Statins, an Alzheimer's preventer?
The new study gives further support to the idea that there is no "one size fits all" approach to Alzheimer's prevention, said Dr. Richard Isaacson, associate professor of neurology and director of the Alzheimer's Prevention Clinic at Weill Cornell Medicine and New York-Presbyterian. He was not involved in the study.
"This is an important study as it tries to decode the puzzle of which statin drugs may be beneficial in different populations," Isaacson said. "There is an urgent need to address Alzheimer's risk now and not wait until a blockbuster drug comes."
This isn't the first time researchers speculated about an association between statins and Alzheimer's disease. However, there has not been a consensus among researchers.
"It's been controversial in the literature as to whether statins actually reduce cognitive decline with aging and, in particular, Alzheimer's disease, or whether they can be harmful," said Dr. Ronald Petersen, director of the Mayo Clinic Alzheimer's Disease Research Center and the Mayo Clinic Study of Aging, who was not involved in the new study.
In 2012, the Food and Drug Administration approved changing the safety labels on cholesterol-lowering statin drugs to indicate that they come with potential cognitive side effects, such as reversible memory loss and confusion.
Many separate studies -- such as a 2000 study published in the journal JAMA neurology -- have suggested that statins might help to prevent Alzheimer's disease. Others -- including a 2008 study published in the journal Neurology -- have suggested that statins may not be related to incidence of Alzheimer's disease.
The new study, however, serves as a "strong building block" in favor of the argument that statins are associated with a reduced risk for developing Alzheimer's disease, said Petersen, of the Mayo Clinic.
"If somebody asks, 'Should I be taking a statin to prevent Alzheimer's disease?' I would say, 'Well, there are some data that indicate that, but I would rather have you take your statin if your primary physician says you need it for vascular purposes,' " Petersen said.
"There's a fair amount of literature now indicating that hypertension, particularly in midlife; obesity, particularly in midlife; smoking (and) diabetes are all risk factors for dementia, as well as they are for vascular disease and heart disease," he said. "So, we've certainly tried to make a case that taking care of yourself from a vascular perspective may have spillover benefits for the likelihood of your developing dementia or particularly Alzheimer's disease."
The association between lowered cholesterol with statin use and a reduced Alzheimer's disease risk seems to support the notion that "what's good for the heart is good for the brain," said Dr. Rudolph Tanzi, director of the Genetics and Aging Research Unit in the MassGeneral Institute of Neurodegenerative Diseases at Massachusetts General Hospital.
Hydrophilic statins, which don't cross the blood-brain barrier, still showed an association with reduced risk in the new study, which seems to suggest that a reduced risk may not stem solely from cholesterol levels in the brain but in the body as a whole. Statins may decrease not only cholesterol but also oxidative stress and inflammation.

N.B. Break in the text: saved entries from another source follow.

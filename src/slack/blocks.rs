//! Typed Block Kit surface: text objects, interactive elements, layout blocks, and views.
//!
//! Only the subset the bot renders is modeled. Every type serializes to the exact JSON shape
//! Slack expects, so a [`View`] can be posted to `views.open` or `views.publish` as is.

// self
use crate::_prelude::*;

/// Longest view title Slack accepts.
pub const MAX_TITLE_LEN: usize = 24;
/// Most options a static select may carry.
pub const MAX_SELECT_OPTIONS: usize = 100;

/// Text object.
#[derive(Clone, Debug, PartialEq, Eq, Serialize)]
#[serde(tag = "type", rename_all = "snake_case")]
pub enum Text {
	/// Literal text.
	PlainText {
		/// Content.
		text: String,
	},
	/// Slack-flavored markdown.
	Mrkdwn {
		/// Content.
		text: String,
	},
}
impl Text {
	/// Builds a plain text object.
	pub fn plain(text: impl Into<String>) -> Self {
		Self::PlainText { text: text.into() }
	}

	/// Builds a markdown text object.
	pub fn mrkdwn(text: impl Into<String>) -> Self {
		Self::Mrkdwn { text: text.into() }
	}

	/// Returns the raw content.
	pub fn as_str(&self) -> &str {
		match self {
			Self::PlainText { text } | Self::Mrkdwn { text } => text,
		}
	}
}

/// Visual emphasis of a button.
#[derive(Clone, Copy, Debug, PartialEq, Eq, Serialize)]
#[serde(rename_all = "snake_case")]
pub enum ButtonStyle {
	/// Green call to action.
	Primary,
	/// Red destructive action.
	Danger,
}

/// Confirmation dialog shown before an action fires.
#[derive(Clone, Debug, PartialEq, Eq, Serialize)]
pub struct Confirm {
	/// Dialog title.
	pub title: Text,
	/// Explanatory text.
	pub text: Text,
	/// Label of the accepting button.
	pub confirm: Text,
	/// Label of the cancelling button.
	pub deny: Text,
	/// Emphasis of the accepting button.
	#[serde(skip_serializing_if = "Option::is_none")]
	pub style: Option<ButtonStyle>,
}
impl Confirm {
	/// Builds a dialog guarding a destructive action.
	pub fn danger(title: impl Into<String>, text: impl Into<String>) -> Self {
		Self {
			title: Text::plain(title),
			text: Text::mrkdwn(text),
			confirm: Text::plain("Delete"),
			deny: Text::plain("Cancel"),
			style: Some(ButtonStyle::Danger),
		}
	}
}

/// Choice offered by a select menu.
#[derive(Clone, Debug, PartialEq, Eq, Serialize)]
pub struct SelectOption {
	/// Visible label.
	pub text: Text,
	/// Value reported back on selection.
	pub value: String,
}
impl SelectOption {
	/// Builds an option; Slack caps option labels at 75 characters.
	pub fn new(label: impl AsRef<str>, value: impl Into<String>) -> Self {
		Self { text: Text::plain(truncate(label.as_ref(), 75)), value: value.into() }
	}
}

/// Interactive element.
#[derive(Clone, Debug, PartialEq, Eq, Serialize)]
#[serde(tag = "type", rename_all = "snake_case")]
pub enum Element {
	/// Push button.
	Button {
		/// Identifier reported in `block_actions`.
		action_id: String,
		/// Label.
		text: Text,
		/// Payload reported with the action.
		#[serde(skip_serializing_if = "Option::is_none")]
		value: Option<String>,
		/// Emphasis.
		#[serde(skip_serializing_if = "Option::is_none")]
		style: Option<ButtonStyle>,
		/// Confirmation dialog.
		#[serde(skip_serializing_if = "Option::is_none")]
		confirm: Option<Confirm>,
	},
	/// Single- or multi-line text field.
	PlainTextInput {
		/// Identifier reported in view state.
		action_id: String,
		/// Prefilled value.
		#[serde(skip_serializing_if = "Option::is_none")]
		initial_value: Option<String>,
	},
	/// Numeric field.
	NumberInput {
		/// Identifier reported in view state.
		action_id: String,
		/// Whether fractional values are accepted.
		is_decimal_allowed: bool,
		/// Prefilled value.
		#[serde(skip_serializing_if = "Option::is_none")]
		initial_value: Option<String>,
		/// Smallest accepted value.
		#[serde(skip_serializing_if = "Option::is_none")]
		min_value: Option<String>,
	},
	/// Calendar picker reporting `YYYY-MM-DD`.
	Datepicker {
		/// Identifier reported in view state.
		action_id: String,
		/// Preselected date.
		#[serde(skip_serializing_if = "Option::is_none")]
		initial_date: Option<String>,
	},
	/// Menu over a fixed option list.
	StaticSelect {
		/// Identifier reported in view state.
		action_id: String,
		/// Hint shown before a choice is made.
		placeholder: Text,
		/// Choices.
		options: Vec<SelectOption>,
		/// Preselected choice.
		#[serde(skip_serializing_if = "Option::is_none")]
		initial_option: Option<SelectOption>,
	},
}
impl Element {
	/// Builds a button.
	pub fn button(action_id: impl Into<String>, label: impl Into<String>) -> Self {
		Self::Button {
			action_id: action_id.into(),
			text: Text::plain(label),
			value: None,
			style: None,
			confirm: None,
		}
	}

	/// Sets the value of a button; other elements are returned unchanged.
	pub fn with_value(mut self, new_value: impl Into<String>) -> Self {
		if let Self::Button { value, .. } = &mut self {
			*value = Some(new_value.into());
		}

		self
	}

	/// Sets the style of a button; other elements are returned unchanged.
	pub fn with_style(mut self, new_style: ButtonStyle) -> Self {
		if let Self::Button { style, .. } = &mut self {
			*style = Some(new_style);
		}

		self
	}

	/// Attaches a confirmation dialog to a button; other elements are returned unchanged.
	pub fn with_confirm(mut self, dialog: Confirm) -> Self {
		if let Self::Button { confirm, .. } = &mut self {
			*confirm = Some(dialog);
		}

		self
	}

	/// Returns the element's action identifier.
	pub fn action_id(&self) -> &str {
		match self {
			Self::Button { action_id, .. }
			| Self::PlainTextInput { action_id, .. }
			| Self::NumberInput { action_id, .. }
			| Self::Datepicker { action_id, .. }
			| Self::StaticSelect { action_id, .. } => action_id,
		}
	}
}

/// Layout block.
#[derive(Clone, Debug, PartialEq, Eq, Serialize)]
#[serde(tag = "type", rename_all = "snake_case")]
pub enum Block {
	/// Large bold title.
	Header {
		/// Title text; plain text only.
		text: Text,
	},
	/// Text with an optional element on the right.
	Section {
		/// Stable identifier.
		#[serde(skip_serializing_if = "Option::is_none")]
		block_id: Option<String>,
		/// Body.
		text: Text,
		/// Element rendered beside the text.
		#[serde(skip_serializing_if = "Option::is_none")]
		accessory: Option<Element>,
	},
	/// Row of interactive elements.
	Actions {
		/// Stable identifier.
		block_id: String,
		/// Elements, at most 25.
		elements: Vec<Element>,
	},
	/// Small print.
	Context {
		/// Text fragments.
		elements: Vec<Text>,
	},
	/// Horizontal rule.
	Divider,
	/// Labeled form field inside a modal.
	Input {
		/// Identifier keying the submitted value and any validation error.
		block_id: String,
		/// Field label.
		label: Text,
		/// Input element.
		element: Element,
		/// Whether Slack accepts an empty submission.
		optional: bool,
	},
}
impl Block {
	/// Builds a header.
	pub fn header(text: impl Into<String>) -> Self {
		Self::Header { text: Text::plain(text) }
	}

	/// Builds a markdown section.
	pub fn section(text: impl Into<String>) -> Self {
		Self::Section { block_id: None, text: Text::mrkdwn(text), accessory: None }
	}

	/// Builds a markdown section with an element beside it.
	pub fn section_with(text: impl Into<String>, accessory: Element) -> Self {
		Self::Section { block_id: None, text: Text::mrkdwn(text), accessory: Some(accessory) }
	}

	/// Builds a context line.
	pub fn context(text: impl Into<String>) -> Self {
		Self::Context { elements: vec![Text::mrkdwn(text)] }
	}

	/// Returns the block identifier, if any.
	pub fn block_id(&self) -> Option<&str> {
		match self {
			Self::Section { block_id, .. } => block_id.as_deref(),
			Self::Actions { block_id, .. } | Self::Input { block_id, .. } => Some(block_id),
			Self::Header { .. } | Self::Context { .. } | Self::Divider => None,
		}
	}
}

/// Surface kind.
#[derive(Clone, Copy, Debug, PartialEq, Eq, Serialize)]
#[serde(rename_all = "snake_case")]
pub enum ViewKind {
	/// App Home tab.
	Home,
	/// Dialog.
	Modal,
}

/// Home tab or modal definition.
#[derive(Clone, Debug, PartialEq, Eq, Serialize)]
pub struct View {
	/// Surface kind.
	#[serde(rename = "type")]
	pub kind: ViewKind,
	/// Modal title.
	#[serde(skip_serializing_if = "Option::is_none")]
	pub title: Option<Text>,
	/// Modal submit label.
	#[serde(skip_serializing_if = "Option::is_none")]
	pub submit: Option<Text>,
	/// Modal close label.
	#[serde(skip_serializing_if = "Option::is_none")]
	pub close: Option<Text>,
	/// Identifier echoed in `view_submission`.
	#[serde(skip_serializing_if = "Option::is_none")]
	pub callback_id: Option<String>,
	/// Opaque state echoed in `view_submission`.
	#[serde(skip_serializing_if = "Option::is_none")]
	pub private_metadata: Option<String>,
	/// Content.
	pub blocks: Vec<Block>,
}
impl View {
	/// Builds a home tab.
	pub fn home(blocks: Vec<Block>) -> Self {
		Self {
			kind: ViewKind::Home,
			title: None,
			submit: None,
			close: None,
			callback_id: None,
			private_metadata: None,
			blocks,
		}
	}

	/// Builds a modal with submit and cancel buttons.
	pub fn modal(title: &str, callback_id: impl Into<String>, blocks: Vec<Block>) -> Self {
		Self {
			kind: ViewKind::Modal,
			title: Some(Text::plain(truncate(title, MAX_TITLE_LEN))),
			submit: Some(Text::plain("Save")),
			close: Some(Text::plain("Cancel")),
			callback_id: Some(callback_id.into()),
			private_metadata: None,
			blocks,
		}
	}

	/// Attaches opaque state echoed back on submission.
	pub fn with_private_metadata(mut self, metadata: impl Into<String>) -> Self {
		self.private_metadata = Some(metadata.into());

		self
	}
}

fn truncate(text: &str, max: usize) -> String {
	if text.chars().count() <= max {
		return text.to_owned();
	}

	let mut cut = text.chars().take(max.saturating_sub(1)).collect::<String>();

	cut.push('…');

	cut
}

#[cfg(test)]
mod tests {
	// crates.io
	use serde_json::json;
	// self
	use super::*;

	#[test]
	fn buttons_serialize_in_block_kit_shape() {
		let button = Element::button("delete:store", "Delete")
			.with_value("4")
			.with_style(ButtonStyle::Danger)
			.with_confirm(Confirm::danger("Delete store?", "This cannot be undone."));
		let encoded = serde_json::to_value(&button).expect("Button should serialize.");

		assert_eq!(encoded["type"], "button");
		assert_eq!(encoded["action_id"], "delete:store");
		assert_eq!(encoded["value"], "4");
		assert_eq!(encoded["style"], "danger");
		assert_eq!(encoded["confirm"]["confirm"], json!({ "type": "plain_text", "text": "Delete" }));
	}

	#[test]
	fn modal_titles_are_truncated_and_optional_fields_omitted() {
		let view = View::modal("Edit a very long resource name", "form", vec![Block::Divider]);
		let encoded = serde_json::to_value(&view).expect("View should serialize.");

		assert_eq!(encoded["type"], "modal");
		assert_eq!(encoded["title"]["text"].as_str().map(|t| t.chars().count()), Some(MAX_TITLE_LEN));
		assert!(encoded.get("private_metadata").is_none());
		assert_eq!(encoded["blocks"], json!([{ "type": "divider" }]));
	}

	#[test]
	fn input_elements_use_slack_type_names() {
		let picker = Element::Datepicker { action_id: "day".into(), initial_date: None };
		let number = Element::NumberInput {
			action_id: "price".into(),
			is_decimal_allowed: true,
			initial_value: Some("2.5".into()),
			min_value: Some("0".into()),
		};

		assert_eq!(serde_json::to_value(&picker).expect("Datepicker should serialize.")["type"], "datepicker");
		assert_eq!(
			serde_json::to_value(&number).expect("Number input should serialize.")["type"],
			"number_input"
		);
	}
}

"By just having a healthier heart and a healthier cardiovascular system -- meaning not just statins but exercise and diet and the like -- the message is the same, what's good for the heart is good for the brain, and I think this reinforces that," Tanzi said.
"I think this also relates to earlier findings this year that showed that Alzheimer's incidence has started to go down," he said. "We're getting older, so prevalence is going to go up. In other words, the number of cases is going to go up, because we're growing older ... but the fact that incidence, the percent of people getting it, is going down suggests that that's because we're living in a healthier way."